Foreman would have four more fights before leaving the sport for good two months shy of his 49th birthday. We won’t delve into those bouts other than noting that he was fortunate to get the nod over Axel Schulz and unfortunate to lose to Shannon Briggs in his farewell fight, a narrow decision widely assailed as a heist.
And the money kept rolling in. In 1994, the year that Foreman conquered Michael Moorer, a portable indoor grill that came to be called the George Foreman Lean Mean Fat Reducing Grilling Machine was introduced to the public. The contraption proved so popular that Foreman, the TV pitchman and the face of it, reaped a reported $200 million in royalties, more money than he had earned in all of his prizefights combined.
They say you can never go home again, to which Big George replied , “bah, humbug.”

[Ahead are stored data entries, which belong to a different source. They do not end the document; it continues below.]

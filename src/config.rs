//! Configuration types for document processing.
//!
//! All processing behaviour is controlled through [`ProcessingConfig`], built
//! via its [`ProcessingConfigBuilder`]. One struct holds every knob so a
//! config can be shared across worker threads and logged as a whole.

use crate::condition::ConditioningConfig;
use crate::error::ScanError;
use crate::escalation::{EscalationPolicy, NoEscalation, ProgressiveEscalation};
use crate::progress::ProgressCallback;
use crate::quality::QualityConfig;
use crate::recognize::SegmentationMode;
use serde::{Deserialize, Serialize};
use std::fmt;
use std::str::FromStr;
use std::sync::Arc;
use std::time::Duration;

/// Configuration for processing one PDF.
///
/// Built via [`ProcessingConfig::builder()`] or using
/// [`ProcessingConfig::default()`].
///
/// # Example
/// ```rust
/// use scanrefine::{ProcessingConfig, QualityProfile};
/// use std::time::Duration;
///
/// let config = ProcessingConfig::builder()
///     .profile(QualityProfile::MaximumQuality)
///     .language("spa")
///     .max_retries(4)
///     .max_processing_time(Duration::from_secs(600))
///     .build()
///     .unwrap();
/// assert_eq!(config.dpi, 600);
/// ```
#[derive(Clone)]
pub struct ProcessingConfig {
    /// Rendering DPI used when rasterising each PDF page. Range: 72–600. Default: 300.
    pub dpi: u32,

    /// Cap on either rendered dimension, in pixels. Default: 7200.
    ///
    /// Pages whose rendering at `dpi` would exceed the cap are scaled down
    /// proportionally.
    pub max_rendered_pixels: u32,

    /// Recognition language in Tesseract notation (`eng`, `spa`, `spa+eng`). Default: `eng`.
    ///
    /// Also selects the alphabet used by the gibberish check in
    /// [`crate::quality::QualityScorer`].
    pub language: String,

    /// Layout hint for the engine. Default: [`SegmentationMode::Auto`].
    pub segmentation_mode: SegmentationMode,

    /// Conditioning used on the first attempt and handed to the escalation
    /// policy as the base for retries.
    pub conditioning: ConditioningConfig,

    /// Quality threshold and scoring weights.
    pub quality: QualityConfig,

    /// Retries per page after the first attempt. Default: 2.
    ///
    /// A page runs at most `max_retries + 1` attempts.
    pub max_retries: u32,

    /// Soft wall-clock budget for the whole document. Default: 30 minutes.
    ///
    /// Checked before each retry. Every page always gets its first attempt;
    /// once the budget is spent no further retries start and the affected
    /// pages are flagged in the metrics.
    pub max_processing_time: Duration,

    /// Pages processed in parallel. Default: number of CPUs (at least 1).
    pub concurrency: usize,

    /// Run the table extractor and merge its tables into the text. Default: true.
    pub extract_tables: bool,

    /// Normalise recognised text (line endings, spacing, hyphenation). Default: true.
    pub clean_text: bool,

    /// Page selection. Default: All pages.
    pub pages: PageSelection,

    /// Page separator in the assembled text. Default: None.
    pub page_separator: PageSeparator,

    /// Decides the conditioning of each retry. Default: [`ProgressiveEscalation`].
    pub escalation: Arc<dyn EscalationPolicy>,

    /// Optional per-page progress events.
    pub progress_callback: Option<ProgressCallback>,

    /// Download timeout for URL inputs in seconds. Default: 120.
    pub download_timeout_secs: u64,
}

impl Default for ProcessingConfig {
    fn default() -> Self {
        Self {
            dpi: 300,
            max_rendered_pixels: 7200,
            language: "eng".to_string(),
            segmentation_mode: SegmentationMode::default(),
            conditioning: ConditioningConfig::default(),
            quality: QualityConfig::default(),
            max_retries: 2,
            max_processing_time: Duration::from_secs(30 * 60),
            concurrency: std::thread::available_parallelism()
                .map(|n| n.get())
                .unwrap_or(4),
            extract_tables: true,
            clean_text: true,
            pages: PageSelection::default(),
            page_separator: PageSeparator::default(),
            escalation: Arc::new(ProgressiveEscalation::default()),
            progress_callback: None,
            download_timeout_secs: 120,
        }
    }
}

impl fmt::Debug for ProcessingConfig {
    fn fmt(&self, f: &mut fmt::Formatter<'_>) -> fmt::Result {
        f.debug_struct("ProcessingConfig")
            .field("dpi", &self.dpi)
            .field("max_rendered_pixels", &self.max_rendered_pixels)
            .field("language", &self.language)
            .field("segmentation_mode", &self.segmentation_mode)
            .field("conditioning", &self.conditioning)
            .field("quality", &self.quality)
            .field("max_retries", &self.max_retries)
            .field("max_processing_time", &self.max_processing_time)
            .field("concurrency", &self.concurrency)
            .field("extract_tables", &self.extract_tables)
            .field("clean_text", &self.clean_text)
            .field("pages", &self.pages)
            .field("page_separator", &self.page_separator)
            .field("escalation", &"<dyn EscalationPolicy>")
            .field(
                "progress_callback",
                &self.progress_callback.as_ref().map(|_| "<dyn ProcessingProgressCallback>"),
            )
            .finish()
    }
}

impl ProcessingConfig {
    /// Create a new builder for `ProcessingConfig`.
    pub fn builder() -> ProcessingConfigBuilder {
        ProcessingConfigBuilder {
            config: Self::default(),
        }
    }

    /// Default config with a quality profile applied.
    pub fn from_profile(profile: QualityProfile) -> Self {
        let mut config = Self::default();
        profile.apply(&mut config);
        config
    }
}

/// Builder for [`ProcessingConfig`].
#[derive(Debug)]
pub struct ProcessingConfigBuilder {
    config: ProcessingConfig,
}

impl ProcessingConfigBuilder {
    /// Apply a preset. Setters called afterwards override it.
    pub fn profile(mut self, profile: QualityProfile) -> Self {
        profile.apply(&mut self.config);
        self
    }

    pub fn dpi(mut self, dpi: u32) -> Self {
        self.config.dpi = dpi.clamp(72, 600);
        self
    }

    pub fn max_rendered_pixels(mut self, px: u32) -> Self {
        self.config.max_rendered_pixels = px.max(100);
        self
    }

    pub fn language(mut self, language: impl Into<String>) -> Self {
        self.config.language = language.into();
        self
    }

    pub fn segmentation_mode(mut self, mode: SegmentationMode) -> Self {
        self.config.segmentation_mode = mode;
        self
    }

    pub fn conditioning(mut self, conditioning: ConditioningConfig) -> Self {
        self.config.conditioning = conditioning;
        self
    }

    pub fn quality(mut self, quality: QualityConfig) -> Self {
        self.config.quality = quality;
        self
    }

    pub fn quality_threshold(mut self, threshold: f32) -> Self {
        self.config.quality.threshold = threshold.clamp(0.0, 100.0);
        self
    }

    pub fn max_retries(mut self, n: u32) -> Self {
        self.config.max_retries = n;
        self
    }

    pub fn max_processing_time(mut self, budget: Duration) -> Self {
        self.config.max_processing_time = budget;
        self
    }

    pub fn concurrency(mut self, n: usize) -> Self {
        self.config.concurrency = n.max(1);
        self
    }

    pub fn extract_tables(mut self, v: bool) -> Self {
        self.config.extract_tables = v;
        self
    }

    pub fn clean_text(mut self, v: bool) -> Self {
        self.config.clean_text = v;
        self
    }

    pub fn pages(mut self, selection: PageSelection) -> Self {
        self.config.pages = selection;
        self
    }

    pub fn page_separator(mut self, sep: PageSeparator) -> Self {
        self.config.page_separator = sep;
        self
    }

    pub fn escalation(mut self, policy: Arc<dyn EscalationPolicy>) -> Self {
        self.config.escalation = policy;
        self
    }

    pub fn progress_callback(mut self, cb: ProgressCallback) -> Self {
        self.config.progress_callback = Some(cb);
        self
    }

    pub fn download_timeout_secs(mut self, secs: u64) -> Self {
        self.config.download_timeout_secs = secs;
        self
    }

    /// Build the configuration, validating constraints.
    pub fn build(self) -> Result<ProcessingConfig, ScanError> {
        let c = &self.config;
        if c.dpi < 72 || c.dpi > 600 {
            return Err(ScanError::InvalidConfig(format!(
                "DPI must be 72–600, got {}",
                c.dpi
            )));
        }
        if c.concurrency == 0 {
            return Err(ScanError::InvalidConfig(
                "Concurrency must be ≥ 1".into(),
            ));
        }
        if c.language.trim().is_empty() {
            return Err(ScanError::InvalidConfig("Language must not be empty".into()));
        }
        if !(0.0..=100.0).contains(&c.quality.threshold) {
            return Err(ScanError::InvalidConfig(format!(
                "Quality threshold must be 0–100, got {}",
                c.quality.threshold
            )));
        }
        if !c.conditioning.scale.is_finite() || c.conditioning.scale <= 0.0 {
            return Err(ScanError::InvalidConfig(format!(
                "Conditioning scale must be positive, got {}",
                c.conditioning.scale
            )));
        }
        Ok(self.config)
    }
}

// ── Enums ────────────────────────────────────────────────────────────────

/// Preset trade-offs between speed and recognition quality.
///
/// | Profile | DPI | Threshold | Preprocessing | Retries | Budget |
/// |---------|-----|-----------|---------------|---------|--------|
/// | `MaximumQuality` | 600 | 80 | every stage | 3 | 60 min |
/// | `Balanced` | 300 | 60 | denoise, contrast, binarize, deskew | 2 | 30 min |
/// | `FastProcessing` | 150 | 50 | contrast only | 0 | 10 min |
#[derive(Debug, Clone, Copy, PartialEq, Eq, Default, Serialize, Deserialize)]
#[serde(rename_all = "snake_case")]
pub enum QualityProfile {
    MaximumQuality,
    #[default]
    Balanced,
    FastProcessing,
}

impl QualityProfile {
    fn apply(self, config: &mut ProcessingConfig) {
        match self {
            QualityProfile::MaximumQuality => {
                config.dpi = 600;
                config.quality.threshold = 80.0;
                config.conditioning = ConditioningConfig::full();
                config.max_retries = 3;
                config.max_processing_time = Duration::from_secs(60 * 60);
                config.escalation = Arc::new(ProgressiveEscalation::default());
            }
            QualityProfile::Balanced => {
                config.dpi = 300;
                config.quality.threshold = 60.0;
                config.conditioning = ConditioningConfig::default();
                config.max_retries = 2;
                config.max_processing_time = Duration::from_secs(30 * 60);
                config.escalation = Arc::new(ProgressiveEscalation::default());
            }
            QualityProfile::FastProcessing => {
                config.dpi = 150;
                config.quality.threshold = 50.0;
                config.conditioning = ConditioningConfig {
                    enhance_contrast: true,
                    ..ConditioningConfig::none()
                };
                config.max_retries = 0;
                config.max_processing_time = Duration::from_secs(10 * 60);
                config.escalation = Arc::new(NoEscalation);
            }
        }
    }
}

impl FromStr for QualityProfile {
    type Err = String;

    fn from_str(s: &str) -> Result<Self, Self::Err> {
        match s.trim().to_lowercase().replace('-', "_").as_str() {
            "maximum_quality" | "max" | "maximum" => Ok(QualityProfile::MaximumQuality),
            "balanced" => Ok(QualityProfile::Balanced),
            "fast_processing" | "fast" => Ok(QualityProfile::FastProcessing),
            other => Err(format!("unknown quality profile '{other}'")),
        }
    }
}

/// Specifies which pages of the PDF to process.
#[derive(Debug, Clone, Default, Serialize, Deserialize)]
pub enum PageSelection {
    /// Process all pages (default).
    #[default]
    All,
    /// Process a single page (1-indexed).
    Single(usize),
    /// Process a contiguous range of pages (1-indexed, inclusive).
    Range(usize, usize),
    /// Process specific pages (1-indexed, deduplicated).
    Set(Vec<usize>),
}

impl PageSelection {
    /// Expand the selection into a sorted, deduplicated list of 0-indexed page numbers.
    pub fn to_indices(&self, total_pages: usize) -> Vec<usize> {
        let mut indices: Vec<usize> = match self {
            PageSelection::All => (0..total_pages).collect(),
            PageSelection::Single(p) => {
                if *p >= 1 && *p <= total_pages {
                    vec![p - 1]
                } else {
                    vec![]
                }
            }
            PageSelection::Range(start, end) => {
                let s = (*start).max(1) - 1;
                let e = (*end).min(total_pages);
                (s..e).collect()
            }
            PageSelection::Set(pages) => pages
                .iter()
                .filter(|&&p| p >= 1 && p <= total_pages)
                .map(|p| p - 1)
                .collect(),
        };
        indices.sort_unstable();
        indices.dedup();
        indices
    }
}

/// How to separate pages in the assembled text.
#[derive(Debug, Clone, Default, Serialize, Deserialize)]
pub enum PageSeparator {
    /// No separator; pages joined with "\n\n". (default)
    #[default]
    None,
    /// Horizontal rule: "\n\n---\n\n"
    HorizontalRule,
    /// Page marker line: "--- page N ---"
    Marker,
    /// Custom string inserted between pages.
    Custom(String),
}

impl PageSeparator {
    /// Render the separator placed before the given page (1-indexed).
    pub fn render(&self, page_num: usize) -> String {
        match self {
            PageSeparator::None => "\n\n".to_string(),
            PageSeparator::HorizontalRule => "\n\n---\n\n".to_string(),
            PageSeparator::Marker => format!("\n\n--- page {} ---\n\n", page_num),
            PageSeparator::Custom(s) => format!("\n\n{}\n\n", s),
        }
    }
}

Foreman’s heroics during his Second Act put a spring my step and had the same effect on many others. In the words of the inimitable Jim Murray, he was a hero to every middle-aged man and older who looked in the mirror and saw some stranger looking back at him.
Thank you, George, thanks for the memories. Rest in peace
***
Note: TSS editor-in-chief Arne K. Lang is the author of five books including “Prizefighting: An American History,” released by McFarland in 2016 and re-released in a paperback edition in 2020. Several of the passages in this story were extracted from that book.